======== Provided entries
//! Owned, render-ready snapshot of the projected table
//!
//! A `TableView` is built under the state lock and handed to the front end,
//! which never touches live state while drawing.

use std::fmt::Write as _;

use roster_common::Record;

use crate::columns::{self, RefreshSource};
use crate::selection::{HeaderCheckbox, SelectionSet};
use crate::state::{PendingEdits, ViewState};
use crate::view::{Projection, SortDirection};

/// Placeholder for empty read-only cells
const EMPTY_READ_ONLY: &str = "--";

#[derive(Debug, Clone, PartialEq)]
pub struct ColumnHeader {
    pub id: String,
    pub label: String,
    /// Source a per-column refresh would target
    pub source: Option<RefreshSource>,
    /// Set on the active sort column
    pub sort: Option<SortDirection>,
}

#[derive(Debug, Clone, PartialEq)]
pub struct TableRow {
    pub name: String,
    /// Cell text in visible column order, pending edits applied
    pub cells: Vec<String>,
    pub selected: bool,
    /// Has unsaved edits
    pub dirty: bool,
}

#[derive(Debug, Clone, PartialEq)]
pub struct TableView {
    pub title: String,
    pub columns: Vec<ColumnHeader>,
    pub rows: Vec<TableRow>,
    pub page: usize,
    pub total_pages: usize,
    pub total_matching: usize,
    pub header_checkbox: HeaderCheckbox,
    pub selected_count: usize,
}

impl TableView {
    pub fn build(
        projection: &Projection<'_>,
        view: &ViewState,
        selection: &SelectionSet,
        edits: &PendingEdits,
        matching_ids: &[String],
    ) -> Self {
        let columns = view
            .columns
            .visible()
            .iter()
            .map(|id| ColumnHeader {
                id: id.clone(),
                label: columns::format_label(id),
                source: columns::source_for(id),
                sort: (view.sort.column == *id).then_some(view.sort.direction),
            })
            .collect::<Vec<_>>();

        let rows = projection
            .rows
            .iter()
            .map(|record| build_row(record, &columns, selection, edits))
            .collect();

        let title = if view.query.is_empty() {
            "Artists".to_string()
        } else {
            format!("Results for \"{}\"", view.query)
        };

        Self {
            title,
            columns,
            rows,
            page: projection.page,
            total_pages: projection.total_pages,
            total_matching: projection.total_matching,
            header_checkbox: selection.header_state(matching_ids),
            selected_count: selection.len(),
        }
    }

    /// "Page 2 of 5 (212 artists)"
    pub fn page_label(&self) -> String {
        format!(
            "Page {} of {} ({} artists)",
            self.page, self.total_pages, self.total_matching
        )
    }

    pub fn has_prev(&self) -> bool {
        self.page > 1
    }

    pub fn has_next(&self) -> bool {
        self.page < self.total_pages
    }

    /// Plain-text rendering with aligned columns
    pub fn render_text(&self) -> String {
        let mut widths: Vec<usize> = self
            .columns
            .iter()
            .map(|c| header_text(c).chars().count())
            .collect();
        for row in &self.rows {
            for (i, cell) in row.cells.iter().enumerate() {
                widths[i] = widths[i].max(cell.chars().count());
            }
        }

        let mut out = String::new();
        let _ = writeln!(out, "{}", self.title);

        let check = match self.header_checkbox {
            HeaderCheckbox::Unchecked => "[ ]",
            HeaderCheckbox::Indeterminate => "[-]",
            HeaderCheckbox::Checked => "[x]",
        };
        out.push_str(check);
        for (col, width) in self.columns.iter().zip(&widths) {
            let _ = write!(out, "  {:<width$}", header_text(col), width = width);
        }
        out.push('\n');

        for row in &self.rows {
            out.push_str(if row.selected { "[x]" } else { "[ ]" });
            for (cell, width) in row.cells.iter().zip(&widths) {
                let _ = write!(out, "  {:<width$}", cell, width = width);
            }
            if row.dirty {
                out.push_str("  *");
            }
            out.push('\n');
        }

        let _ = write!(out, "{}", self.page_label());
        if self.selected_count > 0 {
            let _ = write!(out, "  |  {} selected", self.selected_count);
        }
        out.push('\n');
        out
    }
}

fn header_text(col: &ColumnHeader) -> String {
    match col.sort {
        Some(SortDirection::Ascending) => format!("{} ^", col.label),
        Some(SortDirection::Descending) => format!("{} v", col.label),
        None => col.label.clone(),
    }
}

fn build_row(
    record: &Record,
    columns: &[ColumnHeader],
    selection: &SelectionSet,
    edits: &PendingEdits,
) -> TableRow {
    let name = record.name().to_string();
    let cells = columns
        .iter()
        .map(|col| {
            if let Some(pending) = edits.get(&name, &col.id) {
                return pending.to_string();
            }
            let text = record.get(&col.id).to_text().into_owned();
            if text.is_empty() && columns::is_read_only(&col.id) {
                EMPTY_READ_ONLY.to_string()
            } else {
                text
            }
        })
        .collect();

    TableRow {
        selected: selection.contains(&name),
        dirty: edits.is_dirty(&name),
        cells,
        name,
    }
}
================
▸ Your assignment: For every line of the records that has the word "name" in it, make a copy.

▸ Response:
    pub name: String,
    let name = record.name().to_string();
            if let Some(pending) = edits.get(&name, &col.id) {
        selected: selection.contains(&name),
        dirty: edits.is_dirty(&name),
        name,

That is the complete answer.